*** Records provided Section Begins ***

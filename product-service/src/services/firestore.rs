//! Cloud Firestore client over the REST API.
//!
//! Authenticates with a service-account key: a signed RS256 assertion is
//! exchanged for an OAuth2 access token, which is cached until shortly
//! before it expires. Against the emulator no token exchange happens.

use crate::config::FirestoreConfig;
use crate::models::{format_timestamp, whole_number, Product};
use crate::services::credentials::{CredentialError, ServiceAccountKey};
use anyhow::anyhow;
use chrono::{DateTime, Duration, Utc};
use jsonwebtoken::{encode, Algorithm, EncodingKey, Header};
use reqwest::Client;
use serde::{Deserialize, Serialize};
use service_core::error::AppError;
use std::collections::BTreeMap;
use std::sync::Arc;
use tokio::sync::RwLock;

const DATASTORE_SCOPE: &str = "https://www.googleapis.com/auth/datastore";
const JWT_BEARER_GRANT: &str = "urn:ietf:params:oauth:grant-type:jwt-bearer";
const ASSERTION_LIFETIME_SECS: i64 = 3600;
const TOKEN_REFRESH_MARGIN_SECS: i64 = 60;
const EMULATOR_TOKEN: &str = "owner";

/// A typed Firestore field value, serialized in the REST wire format
/// (`{"stringValue": "..."}`, `{"nullValue": null}`, ...).
#[derive(Debug, Clone, PartialEq, Serialize)]
#[serde(rename_all = "camelCase")]
pub enum FieldValue {
    StringValue(String),
    /// int64 travels as a decimal string.
    IntegerValue(String),
    DoubleValue(f64),
    NullValue(()),
}

impl FieldValue {
    pub fn optional_string(value: Option<&str>) -> Self {
        match value {
            Some(value) => FieldValue::StringValue(value.to_string()),
            None => FieldValue::NullValue(()),
        }
    }

    pub fn number(value: f64) -> Self {
        match whole_number(value) {
            Some(whole) => FieldValue::IntegerValue(whole.to_string()),
            None => FieldValue::DoubleValue(value),
        }
    }
}

#[derive(Debug, Clone, PartialEq, Serialize)]
pub struct Document {
    pub fields: BTreeMap<String, FieldValue>,
}

impl From<&Product> for Document {
    fn from(product: &Product) -> Self {
        let mut fields = BTreeMap::new();
        fields.insert(
            "asin".to_string(),
            FieldValue::StringValue(product.asin.clone()),
        );
        fields.insert(
            "upc".to_string(),
            FieldValue::optional_string(product.upc.as_deref()),
        );
        fields.insert(
            "sku".to_string(),
            FieldValue::optional_string(product.sku.as_deref()),
        );
        fields.insert(
            "title".to_string(),
            FieldValue::StringValue(product.title.clone()),
        );
        fields.insert("cost".to_string(), FieldValue::number(product.cost));
        fields.insert(
            "createdAt".to_string(),
            FieldValue::StringValue(format_timestamp(&product.created_at)),
        );
        fields.insert(
            "updatedAt".to_string(),
            FieldValue::StringValue(format_timestamp(&product.updated_at)),
        );
        Self { fields }
    }
}

#[derive(Debug, Serialize)]
struct AssertionClaims<'a> {
    iss: &'a str,
    sub: &'a str,
    scope: &'a str,
    aud: &'a str,
    iat: i64,
    exp: i64,
}

#[derive(Debug, Deserialize)]
struct TokenResponse {
    access_token: String,
    #[serde(default = "default_expires_in")]
    expires_in: i64,
}

fn default_expires_in() -> i64 {
    ASSERTION_LIFETIME_SECS
}

#[derive(Debug, Clone)]
struct CachedToken {
    value: String,
    expires_at: DateTime<Utc>,
}

impl CachedToken {
    fn is_fresh(&self, now: DateTime<Utc>) -> bool {
        now + Duration::seconds(TOKEN_REFRESH_MARGIN_SECS) < self.expires_at
    }
}

enum Auth {
    ServiceAccount {
        key: ServiceAccountKey,
        signing_key: EncodingKey,
        cache: RwLock<Option<CachedToken>>,
    },
    Emulator,
}

/// Authenticated handle to one Firestore database. Cheap to clone.
#[derive(Clone)]
pub struct FirestoreDb {
    client: Client,
    base_url: String,
    project_id: String,
    collection: String,
    auth: Arc<Auth>,
}

impl FirestoreDb {
    /// Loads the service-account key and builds the handle. Logs a
    /// diagnostic telling a missing key file apart from a corrupt one; the
    /// caller decides whether to exit.
    pub fn connect(config: &FirestoreConfig) -> Result<Self, CredentialError> {
        let result = Self::from_config(config);

        match &result {
            Ok(db) => tracing::info!(
                project_id = %db.project_id,
                collection = %db.collection,
                base_url = %db.base_url,
                "Firestore connected successfully using service-account key file"
            ),
            Err(CredentialError::NotFound(path)) => tracing::error!(
                path = %path,
                "FATAL: service-account key file not found. Place it at this path or set GOOGLE_APPLICATION_CREDENTIALS"
            ),
            Err(e) => tracing::error!(
                error = %e,
                "FATAL: could not initialize Firestore. The service-account key file may be corrupt or invalid"
            ),
        }

        result
    }

    fn from_config(config: &FirestoreConfig) -> Result<Self, CredentialError> {
        let key = ServiceAccountKey::from_file(&config.credentials_path)?;

        let auth = if config.emulator_host.is_some() {
            Auth::Emulator
        } else {
            let signing_key = key.encoding_key().map_err(|e| CredentialError::Invalid {
                path: config.credentials_path.clone(),
                reason: format!("private_key is not a valid RSA key: {}", e),
            })?;
            Auth::ServiceAccount {
                key: key.clone(),
                signing_key,
                cache: RwLock::new(None),
            }
        };

        Ok(Self {
            client: Client::new(),
            base_url: config.base_url(),
            project_id: key.project_id,
            collection: config.collection.clone(),
            auth: Arc::new(auth),
        })
    }

    pub fn project_id(&self) -> &str {
        &self.project_id
    }

    pub fn collection(&self) -> &str {
        &self.collection
    }

    fn document_url(&self, collection: &str, id: &str) -> String {
        format!(
            "{}/v1/projects/{}/databases/(default)/documents/{}/{}",
            self.base_url,
            self.project_id,
            urlencoding::encode(collection),
            urlencoding::encode(id)
        )
    }

    /// Creates the document or fully replaces an existing one. No update
    /// mask is sent, so fields absent from `document` are removed.
    pub async fn set_document(
        &self,
        collection: &str,
        id: &str,
        document: &Document,
    ) -> Result<(), AppError> {
        let token = self.access_token().await?;
        let url = self.document_url(collection, id);

        let response = self
            .client
            .patch(&url)
            .bearer_auth(&token)
            .json(document)
            .send()
            .await
            .map_err(|e| {
                AppError::DatabaseError(anyhow!("Failed to connect to Firestore: {}", e))
            })?;

        let status = response.status();
        if !status.is_success() {
            let body = response.text().await.unwrap_or_default();
            return Err(AppError::DatabaseError(anyhow!(
                "Firestore returned error status {} for {}/{}: {}",
                status,
                collection,
                id,
                body
            )));
        }

        tracing::debug!(collection = %collection, id = %id, "Firestore document written");
        Ok(())
    }

    async fn access_token(&self) -> Result<String, AppError> {
        let (key, signing_key, cache) = match self.auth.as_ref() {
            Auth::Emulator => return Ok(EMULATOR_TOKEN.to_string()),
            Auth::ServiceAccount {
                key,
                signing_key,
                cache,
            } => (key, signing_key, cache),
        };

        if let Some(token) = cache.read().await.as_ref() {
            if token.is_fresh(Utc::now()) {
                return Ok(token.value.clone());
            }
        }

        let mut cache = cache.write().await;
        // Another request may have refreshed while we waited for the lock.
        if let Some(token) = cache.as_ref() {
            if token.is_fresh(Utc::now()) {
                return Ok(token.value.clone());
            }
        }

        let token = self.fetch_token(key, signing_key).await?;
        let value = token.value.clone();
        *cache = Some(token);
        Ok(value)
    }

    async fn fetch_token(
        &self,
        key: &ServiceAccountKey,
        signing_key: &EncodingKey,
    ) -> Result<CachedToken, AppError> {
        let now = Utc::now();
        let claims = AssertionClaims {
            iss: &key.client_email,
            sub: &key.client_email,
            scope: DATASTORE_SCOPE,
            aud: &key.token_uri,
            iat: now.timestamp(),
            exp: now.timestamp() + ASSERTION_LIFETIME_SECS,
        };

        let mut header = Header::new(Algorithm::RS256);
        header.kid = key.private_key_id.clone();

        let assertion = encode(&header, &claims, signing_key).map_err(|e| {
            AppError::InternalError(anyhow!("Failed to sign token assertion: {}", e))
        })?;

        let response = self
            .client
            .post(&key.token_uri)
            .form(&[("grant_type", JWT_BEARER_GRANT), ("assertion", assertion.as_str())])
            .send()
            .await
            .map_err(|e| {
                AppError::DatabaseError(anyhow!("Failed to reach token endpoint: {}", e))
            })?;

        let status = response.status();
        if !status.is_success() {
            let body = response.text().await.unwrap_or_default();
            return Err(AppError::DatabaseError(anyhow!(
                "Token endpoint returned error status {}: {}",
                status,
                body
            )));
        }

        let token: TokenResponse = response.json().await.map_err(|e| {
            AppError::DatabaseError(anyhow!("Failed to parse token response: {}", e))
        })?;

        tracing::debug!(expires_in = token.expires_in, "Obtained Firestore access token");

        Ok(CachedToken {
            expires_at: token_expiry(now, token.expires_in)?,
            value: token.access_token,
        })
    }
}

/// `expires_in` comes from the token endpoint; out-of-range values are an
/// error rather than an overflow.
fn token_expiry(now: DateTime<Utc>, expires_in: i64) -> Result<DateTime<Utc>, AppError> {
    Duration::try_seconds(expires_in)
        .and_then(|lifetime| now.checked_add_signed(lifetime))
        .ok_or_else(|| {
            AppError::DatabaseError(anyhow!(
                "Token endpoint returned an out-of-range expires_in: {}",
                expires_in
            ))
        })
}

*** Records provided Section Ends ***

### What is required
Search the data above for the word "async". Copy each line it is in.

### Response to the exercise
    pub async fn set_document(
    async fn access_token(&self) -> Result<String, AppError> {
    async fn fetch_token(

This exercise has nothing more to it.